O Estado Novo deixou na sociedade portuguesa a vergonha de assumir que se é de direita. E os partidos não fogem a isso.
Numa democracia pluralista, a direita é tão importante como a esquerda. Aliás, uma não teria sentido sem a outra. É claro que o espaço político dos regimes pluralistas é mais complexo que a visão simplificada que esta dicotomia permite: há muitas direitas e muitas esquerdas. Mas a questão essencial a ter aqui em conta é que cada um dos lados da dicotomia necessita do outro. Apesar desta evidência, em Portugal a maioria das pessoas de direita continua a ter vergonha de se afirmar como tal. O leitor faça a seguinte experiência: pergunte a alguns amigos se se consideram de direita ou de esquerda. Muitos darão respostas do tipo "não me situo nessa dicotomia", ou então "a dicotomia esquerda/direita está ultrapassada". Aqueles que assim responderem serão, quase infalivelmente, de direita. Com efeito, o receio das pessoas de direita de se identificarem como tal é tão grande que isso as leva a negar a própria dicotomia esquerda/direita, apesar de toda a gente a usar. Isso deve-se, provavelmente, à vinculação da direita portuguesa ao Estado Novo e à necessidade que ainda sente de desmentir essa identificação. Nos países socialistas, após a queda do Muro de Berlim, passou-se muitas vezes o contrário: aqueles que eram de esquerda, para não se afirmarem como tal e se afastarem da herança do "socialismo real", diziam frequentemente - e alguns ainda dizem - não ser de esquerda nem de direita.

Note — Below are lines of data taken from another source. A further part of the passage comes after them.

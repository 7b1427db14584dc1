//! Deterministic synthetic provider for offline demos and tests.
//!
//! Each symbol gets its own random walk seeded from a BLAKE3 hash of the
//! symbol, so the same symbol always yields the same bars.

use super::provider::{finish_series, DataError, LookbackPeriod, MarketDataProvider};
use crate::domain::{PriceBar, PriceSeries};
use chrono::{Datelike, Duration, NaiveDate, Weekday};
use rand::rngs::StdRng;
use rand::{Rng, SeedableRng};

const START_PRICE: f64 = 100.0;

pub struct SyntheticProvider {
    end: NaiveDate,
}

impl SyntheticProvider {
    /// Walks end on `end` (or the last weekday before it).
    pub fn new(end: NaiveDate) -> Self {
        Self { end }
    }

    pub fn end(&self) -> NaiveDate {
        self.end
    }

    /// Generate `count` weekday bars ending at the provider's end date.
    pub fn generate(&self, symbol: &str, count: usize) -> Vec<PriceBar> {
        let dates = weekdays_ending_at(self.end, count);

        let seed = *blake3::hash(symbol.to_ascii_uppercase().as_bytes()).as_bytes();
        let mut rng = StdRng::from_seed(seed);

        let mut price = START_PRICE;
        dates
            .into_iter()
            .map(|date| {
                let daily_return: f64 = rng.gen_range(-0.03..0.03);
                let open = price;
                let close = price * (1.0 + daily_return);
                let high = open.max(close) * (1.0 + rng.gen_range(0.0..0.01));
                let low = open.min(close) * (1.0 - rng.gen_range(0.0..0.01));
                let volume = rng.gen_range(500_000..5_000_000u64);
                price = close;
                PriceBar {
                    date,
                    open,
                    high,
                    low,
                    close,
                    volume,
                }
            })
            .collect()
    }
}

/// The `count` most recent weekdays on or before `end`, ascending.
fn weekdays_ending_at(end: NaiveDate, count: usize) -> Vec<NaiveDate> {
    let mut dates = Vec::with_capacity(count);
    let mut current = end;
    while dates.len() < count {
        if !matches!(current.weekday(), Weekday::Sat | Weekday::Sun) {
            dates.push(current);
        }
        current -= Duration::days(1);
    }
    dates.reverse();
    dates
}

impl MarketDataProvider for SyntheticProvider {
    fn name(&self) -> &str {
        "synthetic"
    }

    fn fetch(&self, symbol: &str, period: LookbackPeriod) -> Result<PriceSeries, DataError> {
        let bars = self.generate(symbol, period.trading_days());
        Ok(finish_series(symbol, bars, period))
    }
}
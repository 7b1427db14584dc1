//! Tagged per-family indicator results.
//!
//! Each variant wraps the typed record of one family. `metrics()` flattens a
//! record into named sub-metrics where `None` marks a value that could not be
//! computed for the series at hand.

use super::bollinger::BollingerReading;
use super::levels::PriceLevels;
use super::macd::MacdReading;
use super::moving_averages::MovingAverages;
use super::rsi::RsiReading;
use super::volume::VolumeReading;
use serde::{Deserialize, Serialize};

#[derive(Debug, Clone, PartialEq, Serialize, Deserialize)]
#[serde(tag = "family", rename_all = "snake_case")]
pub enum IndicatorResult {
    MovingAverages(MovingAverages),
    Rsi(RsiReading),
    Macd(MacdReading),
    Bollinger(BollingerReading),
    Volume(VolumeReading),
    Levels(PriceLevels),
}

impl IndicatorResult {
    pub fn family(&self) -> &'static str {
        match self {
            IndicatorResult::MovingAverages(_) => "moving_averages",
            IndicatorResult::Rsi(_) => "rsi",
            IndicatorResult::Macd(_) => "macd",
            IndicatorResult::Bollinger(_) => "bollinger",
            IndicatorResult::Volume(_) => "volume",
            IndicatorResult::Levels(_) => "levels",
        }
    }

    pub fn metrics(&self) -> Vec<(&'static str, Option<f64>)> {
        match self {
            IndicatorResult::MovingAverages(ma) => vec![
                ("sma_20", ma.sma_20),
                ("sma_50", ma.sma_50),
                ("sma_200", ma.sma_200),
                ("ema_12", ma.ema_12),
                ("ema_26", ma.ema_26),
            ],
            IndicatorResult::Rsi(rsi) => vec![("rsi_value", rsi.value)],
            IndicatorResult::Macd(macd) => vec![
                ("macd", macd.macd),
                ("signal", macd.signal),
                ("histogram", macd.histogram),
            ],
            IndicatorResult::Bollinger(bb) => vec![
                ("upper", bb.upper),
                ("middle", bb.middle),
                ("lower", bb.lower),
                ("bandwidth", bb.bandwidth),
                ("percent_b", bb.percent_b),
            ],
            IndicatorResult::Volume(vol) => vec![
                ("current", vol.current),
                ("avg_volume", vol.average),
                ("ratio", vol.ratio),
            ],
            IndicatorResult::Levels(lv) => vec![
                ("pivot", lv.pivot),
                ("resistance_1", lv.resistance_1),
                ("resistance_2", lv.resistance_2),
                ("support_1", lv.support_1),
                ("support_2", lv.support_2),
                ("high_30d", lv.recent_high),
                ("low_30d", lv.recent_low),
            ],
        }
    }

    /// Look up one named sub-metric. Outer `None`: no such metric.
    pub fn metric(&self, name: &str) -> Option<Option<f64>> {
        self.metrics()
            .into_iter()
            .find(|(key, _)| *key == name)
            .map(|(_, value)| value)
    }
}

Uma outra forma de verificar a vergonha que a direita tem da sua própria posição política consiste em atentar nos nomes dos partidos desse lado do espectro parlamentar, gerados no pós-25 de Abril. A força política situada mais à direita intitula-se partido do "Centro Democrático" e, como se isso não bastasse, também "Social", o que não anda muito longe de "socialista".
O partido mais representativo da direita portuguesa, o partido de Ferreira Leite, chama-se "Social-Democrata", ou seja, tem a designação habitual dos partidos da esquerda socialista na Europa.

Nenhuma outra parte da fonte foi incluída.